Category Archives: Inflation

Money On The Bonfire

Jeffrey Immelt Hosts the President

WAIT! ALL IS NOT LOST. The circumspect Harry S. Dingey writes for us once again:

So. It is exactly like I have been preaching for the last 15 years since America joined NAFTA and the WTO. At some point the American working class will totally run out of money from having all the better jobs moved off shore to China where the international companies can hire slave labor for $2/day. American Workers have maxed out their credit cards and now working for minimum wages flipping hamburgers at McDonalds and Sonic. The Chinese workers who worked for slave labor can not afford to purchase the same items they manufactured. So the game was forced to stop. This is exactly where we are right now in America.

The American President and Congress have not figured out yet they are pushing on a string with all of these Trillions of Dollars in Bailouts because what they are doing is creating a Temporary Consumer Product Demand.

Since the bailouts are creating only a temporary product demand it will fizzle out very, very soon and the Depression will continue. But, America will be even worse off because will be burdened with all this extra national debt created from all these bailouts. They just don't get it. GLOBALISM will not work under any circumstances it is just that simple.

Solution? PULL OUT OF NAFTA and the WTO and stop all these trillion dollar bailouts and things will start to improve over night. Then go back to accomplishing international trade the exact way America did for well over 215 years and America will become that shining light on the hill again.

I'd like to see this happen in my lifetime, or it may never happen again. The numbers are just not there.

The Demographic Winter (Or Summer Snowman)

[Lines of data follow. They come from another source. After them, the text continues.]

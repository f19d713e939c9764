//! Aggregation of external blog feeds for the front page and news.xml.
//!
//! Fetching and parsing are delegated to reqwest and feed-rs; this module
//! supplies the URL list and cache directory and performs post-fetch
//! normalization (strip HTML, truncate, author fallback).

use std::path::PathBuf;

use chrono::{DateTime, Utc};
use thiserror::Error;

use crate::config::FeedConfig;
use crate::digest;

#[derive(Debug, Error)]
pub enum FeedError {
    #[error("Fetch error: {0}")]
    Fetch(#[from] reqwest::Error),
    #[error("Parse error: {0}")]
    Parse(#[from] feed_rs::parser::ParseFeedError),
}

/// One normalized feed item, ordered by recency when aggregated.
#[derive(Debug, Clone)]
pub struct FeedItem {
    pub title: String,
    /// Author name, or `"unknown"` when the feed carries none.
    pub author: String,
    pub published: DateTime<Utc>,
    /// Plain text, HTML stripped, capped at the configured length.
    pub description: String,
    pub link: String,
    pub source_title: Option<String>,
    pub source_link: Option<String>,
}

pub struct FeedAggregator {
    urls: Vec<String>,
    cache_dir: PathBuf,
    description_limit: usize,
    client: reqwest::Client,
}

impl FeedAggregator {
    pub fn new(config: &FeedConfig, cache_dir: impl Into<PathBuf>) -> Self {
        Self {
            urls: config.urls.clone(),
            cache_dir: cache_dir.into(),
            description_limit: config.description_limit,
            client: reqwest::Client::new(),
        }
    }

    /// Fetch and merge all configured feeds, freshest first, truncated to
    /// `max_items`. Unreachable sources are skipped with a warning; they
    /// never fail the whole aggregation.
    pub async fn fetch(&self, max_items: usize) -> Vec<FeedItem> {
        let mut items = self.fetch_all().await;
        items.truncate(max_items);
        items
    }

    /// Fetch and merge all configured feeds without an item cap.
    pub async fn fetch_all(&self) -> Vec<FeedItem> {
        let mut items = Vec::new();
        for url in &self.urls {
            match self.fetch_one(url).await {
                Ok(mut feed_items) => items.append(&mut feed_items),
                Err(e) => {
                    tracing::warn!(url = %url, error = %e, "Skipping unreachable feed");
                }
            }
        }
        items.sort_by(|a, b| b.published.cmp(&a.published));
        items
    }

    async fn fetch_one(&self, url: &str) -> Result<Vec<FeedItem>, FeedError> {
        let body = self.fetch_body(url).await?;
        let feed = feed_rs::parser::parse(body.as_slice())?;

        let source_title = feed.title.as_ref().map(|t| t.content.clone());
        let source_link = feed.links.first().map(|l| l.href.clone());

        Ok(feed
            .entries
            .into_iter()
            .map(|entry| self.normalize(entry, &source_title, &source_link))
            .collect())
    }

    fn normalize(
        &self,
        entry: feed_rs::model::Entry,
        source_title: &Option<String>,
        source_link: &Option<String>,
    ) -> FeedItem {
        let author = entry
            .authors
            .first()
            .map(|a| a.name.trim().to_string())
            .filter(|name| !name.is_empty())
            .unwrap_or_else(|| "unknown".to_string());

        let raw_description = entry
            .summary
            .map(|t| t.content)
            .or_else(|| entry.content.and_then(|c| c.body))
            .unwrap_or_default();

        FeedItem {
            title: entry
                .title
                .map(|t| t.content)
                .unwrap_or_else(|| "(untitled)".to_string()),
            author,
            published: entry
                .published
                .or(entry.updated)
                .unwrap_or(DateTime::UNIX_EPOCH),
            description: truncate(&strip_tags(&raw_description), self.description_limit),
            link: entry
                .links
                .first()
                .map(|l| l.href.clone())
                .unwrap_or_default(),
            source_title: source_title.clone(),
            source_link: source_link.clone(),
        }
    }

    /// Fetch a feed body, falling back to the last cached copy when the
    /// source is unreachable.
    async fn fetch_body(&self, url: &str) -> Result<Vec<u8>, FeedError> {
        let cache_path = self
            .cache_dir
            .join(format!("feed-{}.xml", digest::sha256_hex(url.as_bytes())));

        let fetched = async {
            self.client
                .get(url)
                .send()
                .await?
                .error_for_status()?
                .bytes()
                .await
        }
        .await;

        match fetched {
            Ok(bytes) => {
                if let Some(dir) = cache_path.parent() {
                    let _ = std::fs::create_dir_all(dir);
                }
                if let Err(e) = std::fs::write(&cache_path, &bytes) {
                    tracing::warn!(url = %url, error = %e, "Failed to cache feed body");
                }
                Ok(bytes.to_vec())
            }
            Err(e) => match std::fs::read(&cache_path) {
                Ok(cached) => {
                    tracing::warn!(url = %url, error = %e, "Feed unreachable, serving cached copy");
                    Ok(cached)
                }
                Err(_) => Err(e.into()),
            },
        }
    }
}

/// Remove HTML tags, leaving the text content.
pub fn strip_tags(html: &str) -> String {
    let mut out = String::with_capacity(html.len());
    let mut in_tag = false;
    for ch in html.chars() {
        match ch {
            '<' => in_tag = true,
            '>' if in_tag => in_tag = false,
            c if !in_tag => out.push(c),
            _ => {}
        }
    }
    out
}

/// Cap `text` at `limit` characters, appending the truncation marker when
/// anything was cut.
pub fn truncate(text: &str, limit: usize) -> String {
    if text.chars().count() <= limit {
        return text.to_string();
    }
    let mut out: String = text.chars().take(limit).collect();
    out.push_str(" [...]");
    out
}

#[cfg(test)]
mod tests {
    use super::*;

    #[test]
    fn strip_tags_removes_markup_and_keeps_text() {
        assert_eq!(
            strip_tags("<p>Hello <a href=\"x\">world</a>!</p>"),
            "Hello world!"
        );
        assert_eq!(strip_tags("no markup"), "no markup");
        assert_eq!(strip_tags("<br/><br/>"), "");
    }

    #[test]
    fn truncate_only_marks_when_text_was_cut() {
        assert_eq!(truncate("short", 10), "short");
        assert_eq!(truncate("exactly ten", 11), "exactly ten");
        assert_eq!(truncate("a longer sentence", 8), "a longer [...]");
    }

    #[test]
    fn truncate_counts_characters_not_bytes() {
        assert_eq!(truncate("héllo wörld", 11), "héllo wörld");
        assert_eq!(truncate("héllo wörld", 5), "héllo [...]");
    }
}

Abortion or contributing to global overpopulation and dwindling resources...

REMEMBER THE 1970s FEAR of the scary global population bomb? Just warming up to the new demographic winter. Now we are being told that we must deal with the world population implosion. Not enough workers. Abort that girl or face child abuse charges. Global cooling, global warming. This God, that God. This way of worship, that way of worship, This food, that food. Free speech, Orwellian speech, conservative speech is not allowed here. World hunger, obesity nations. Undereducated, no jobs for you. Overeducated, no jobs for you either. Diversity groups, no whites allowed. This drug, that drug. Carbon footprint calisthenics, China's smog castles. Government disinterest, government over-reach. What's the bloody difference as long as somebody has a job telling somebody else to jump onto some new bandwagon. What's the alternative to a world bloated with alternatives? That's easy.

No alternatives at all. Go man, go.

—Gabriel Thy

The Gears Of Preparedness

BATTLING FEARS OF THE FUTURE? Here's what one fellow says you can do to help ease your mind. Consider the necessities of life—purchase now in bulk, especially storable food.

  • if inflation ensues, it will be worth more tomorrow.
  • if deflation, it may not be available tomorrow due to shortages.
  • If a complete financial breakdown follows, you're already more self-sufficient and can barter for other necessities.
  • If nothing happens, you will have paid off the future now instead of later.

    When storing food away, stay organized.

    Begin buying in your local area now, and keep buying there. Tell your friends what you are doing, and encourage them to do the same. We also need to slow down on purchasing imported items. I am one who doesn't believe we MUST buy imported anything! Globalism has suffocated American industrial know-how and can do, and thus the skills of self-preservation.

    The problem in America is the same problem as in the rest of the nations on our planet; it's the rich/poor system. As long as rich people get richer, the country and the world will continue to spiral towards the oblivion we see elsewhere around the world. We must again tax the rich according to the benefits they have acquired through a system slanted in their favor at the outset; once upon a time if one earned in excess of the masses annually, one would be obliged to give back in kind to the system.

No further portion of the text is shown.